Michele Sarazen.
Michele Sarazen, an expert in catalysis and green chemistry, has won the 2025 Augustine Award from the Organic Reactions Catalysis Society (ORCS).
The award recognizes early career engineers and scientists who have made significant contributions to the field. It is named for Robert Augustine, a contributing member of ORCS since 1966. In the award citation, the subcommittee recognized Sarazen’s diverse contributions to the field and noted her remarkable work on metal-organic frameworks.
Sarazen, assistant professor of chemical and biological engineering, investigates catalysis and green chemistry to address global grand challenges in energy and sustainable manufacturing.
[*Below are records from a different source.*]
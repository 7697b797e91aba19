use status_rail::traits::ErrorIdentity;
use status_rail::{ErrorTemplate, StatusError};

pub mod transient;

struct Exemplar {
    domain: &'static str,
    reason: &'static str,
}

impl ErrorIdentity for Exemplar {
    fn domain(&self) -> &str {
        self.domain
    }

    fn reason(&self) -> &str {
        self.reason
    }
}

#[test]
fn custom_identities_compare_against_errors_and_templates() {
    let exemplar = Exemplar { domain: "shopify.users", reason: "NOT_FOUND" };
    let err = StatusError::new("shopify.users", "NOT_FOUND");
    let template = ErrorTemplate::new("shopify.users", "NOT_FOUND");

    assert!(exemplar.same_identity(&err));
    assert!(exemplar.same_identity(&template));
    assert!(exemplar.matches(&err));
    assert!(!exemplar.matches(&std::io::Error::other("NOT_FOUND")));
    assert!(err.is_same_kind(&exemplar));
}

#[test]
fn identity_ignores_everything_but_domain_and_reason() {
    let a = StatusError::builder("shopify.users", "NOT_FOUND")
        .code(status_rail::Code::NotFound)
        .message("a")
        .id("1")
        .build();
    let b = StatusError::builder("shopify.users", "NOT_FOUND")
        .code(status_rail::Code::Internal)
        .message("b")
        .id("2")
        .build();

    assert!(a.same_identity(&b));
    assert!(!a.same_identity(&StatusError::new("shopify.Users", "NOT_FOUND")));
}
use core::fmt::Display;

use super::StatusError;
use crate::traits::ErrorIdentity;
use crate::types::error_formatter::write_status_error;

impl Display for StatusError {
    fn fmt(&self, f: &mut core::fmt::Formatter<'_>) -> core::fmt::Result {
        write_status_error(self, f)
    }
}

impl std::error::Error for StatusError {
    fn source(&self) -> Option<&(dyn std::error::Error + 'static)> {
        match &self.wrapped {
            Some(wrapped) => Some(&**wrapped),
            None => None,
        }
    }
}

impl ErrorIdentity for StatusError {
    #[inline]
    fn domain(&self) -> &str {
        &self.domain
    }

    #[inline]
    fn reason(&self) -> &str {
        &self.reason
    }
}
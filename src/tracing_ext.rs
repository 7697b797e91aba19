//! Tracing integration for status-rail.
//!
//! Emits one structured event per error with the fields a log pipeline
//! filters on. Metadata values are never recorded here: they carry their own
//! visibility tags and redaction is the sink's job.
//!
//! # Feature Flag
//!
//! Requires the `tracing` feature:
//!
//! ```toml
//! [dependencies]
//! status-rail = { version = "0.1", features = ["tracing"] }
//! ```

use tracing::{Level, Span};

use crate::types::StatusError;

/// Event level for a status code: 5xx is an error, 4xx a warning, anything
/// else informational.
#[inline]
pub fn level_for(error: &StatusError) -> Level {
    match error.code().http_status() {
        500.. => Level::ERROR,
        400..=499 => Level::WARN,
        _ => Level::INFO,
    }
}

impl StatusError {
    /// Records this error as a `tracing` event and returns it unchanged.
    ///
    /// # Example
    ///
    /// ```rust,ignore
    /// use status_rail::{Code, StatusError};
    ///
    /// let err = StatusError::builder("db", "TIMEOUT").code(Code::DeadlineExceeded).build().trace();
    /// ```
    pub fn trace(self) -> Self {
        emit(&self);
        self
    }
}

fn emit(error: &StatusError) {
    let span = Span::current();
    let span_name = span.metadata().map(|m| m.name()).unwrap_or("none");

    macro_rules! event_at {
        ($level:expr) => {
            tracing::event!(
                $level,
                domain = error.domain(),
                reason = error.reason(),
                code = error.code().as_str(),
                status = error.code().http_status(),
                visibility = error.visibility().as_str(),
                id = error.id().unwrap_or_default(),
                source_id = error.source_id().unwrap_or_default(),
                span = span_name,
                "{}",
                error.message()
            )
        };
    }

    let level = level_for(error);
    if level == Level::ERROR {
        event_at!(Level::ERROR);
    } else if level == Level::WARN {
        event_at!(Level::WARN);
    } else {
        event_at!(Level::INFO);
    }
}

/// Extension trait for `Result` types to record their errors.
pub trait TraceResultExt<T> {
    /// Records the error, if any, and passes the result through.
    ///
    /// # Example
    ///
    /// ```rust,ignore
    /// use status_rail::tracing_ext::TraceResultExt;
    ///
    /// fn load() -> Result<Config, StatusError> {
    ///     read_config().trace_err()
    /// }
    /// ```
    fn trace_err(self) -> Self;
}

impl<T> TraceResultExt<T> for Result<T, StatusError> {
    #[inline]
    fn trace_err(self) -> Self {
        if let Err(error) = &self {
            emit(error);
        }
        self
    }
}
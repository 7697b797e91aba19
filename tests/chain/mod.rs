use std::error::Error;
use std::fmt;

use status_rail::{chain, ErrorTemplate, StatusError};

#[derive(Debug)]
struct Context {
    message: &'static str,
    source: Box<dyn Error + Send + Sync>,
}

impl fmt::Display for Context {
    fn fmt(&self, f: &mut fmt::Formatter<'_>) -> fmt::Result {
        f.write_str(self.message)
    }
}

impl Error for Context {
    fn source(&self) -> Option<&(dyn Error + 'static)> {
        Some(&*self.source)
    }
}

fn wrap(message: &'static str, source: impl Error + Send + Sync + 'static) -> Context {
    Context { message, source: Box::new(source) }
}

#[test]
fn find_through_arbitrary_wrapping_depth() {
    let not_found = ErrorTemplate::new("shopify.users", "NOT_FOUND");
    let err = wrap("handler", wrap("service", wrap("repository", not_found.new_error())));

    let found = chain::find(&err, &not_found);
    assert_eq!(found.map(StatusError::domain), Some("shopify.users"));
    assert!(chain::is(&err, &not_found));
}

#[test]
fn find_fails_on_identity_mismatch_of_the_same_type() {
    let err = wrap("handler", StatusError::new("shopify.users", "NOT_FOUND"));

    assert!(chain::find(&err, &ErrorTemplate::new("shopify.users", "GONE")).is_none());
    assert!(chain::find(&err, &ErrorTemplate::new("shopify.orders", "NOT_FOUND")).is_none());
}

#[test]
fn find_fails_on_foreign_error_types() {
    let err = wrap("handler", std::io::Error::other("NOT_FOUND"));

    assert!(!chain::is(&err, &ErrorTemplate::new("shopify.users", "NOT_FOUND")));
}

#[test]
fn find_returns_the_first_match_outermost_first() {
    let inner = StatusError::builder("db", "TIMEOUT").id("inner").build();
    let outer = StatusError::builder("db", "TIMEOUT").id("outer").wrap(inner).build();

    let exemplar = StatusError::new("db", "TIMEOUT");
    assert_eq!(chain::find(&outer, &exemplar).and_then(StatusError::id), Some("outer"));
}

#[test]
fn iter_yields_every_layer() {
    let err = wrap("handler", wrap("service", StatusError::new("db", "TIMEOUT")));

    let layers: Vec<_> = chain::iter(&err).collect();
    assert_eq!(layers.len(), 3);
    assert_eq!(layers[0].to_string(), "handler");
    assert_eq!(layers[1].to_string(), "service");
    assert!(layers[2].is::<StatusError>());
}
Sarazen and her research group combine kinetic, synthetic and theoretical techniques to understand reaction mechanisms at the molecular level to make cleaner and more renewable fuels and products, as well as addressing deleterious byproducts in wasterwater streams.
Sarazen earned her Ph.D. in chemical engineering from University of California-Berkeley and joined the Princeton faculty in 2019. She is an associated faculty member in the Andlinger Center for Energy and the Environment, Department of Chemistry, High Meadows Environmental Institute and Princeton Materials Institute. She received an NSF CAREER Award in 2024 and was named to the 35 Under 35 list from the American Institute for Chemical Engineers in 2023.
In 2021, she received the Howard B. Wentz, Jr. SEAS Junior Faculty Award and the Princeton Engineering Commendation for Outstanding Teaching. She is the recent chair of the Catalysis Society of Metropolitan New York, Associate Editor of Applied Catalysis B: Environment and Energy, Journal of Catalysis Early Career Board member and on the AIChE Catalysis and Reaction Engineering Diversity and Inclusion Task Force. She was recognized with the Climate and Energy and Water and Energy Grand Challenge Awards from the High Meadows Environmental Institute.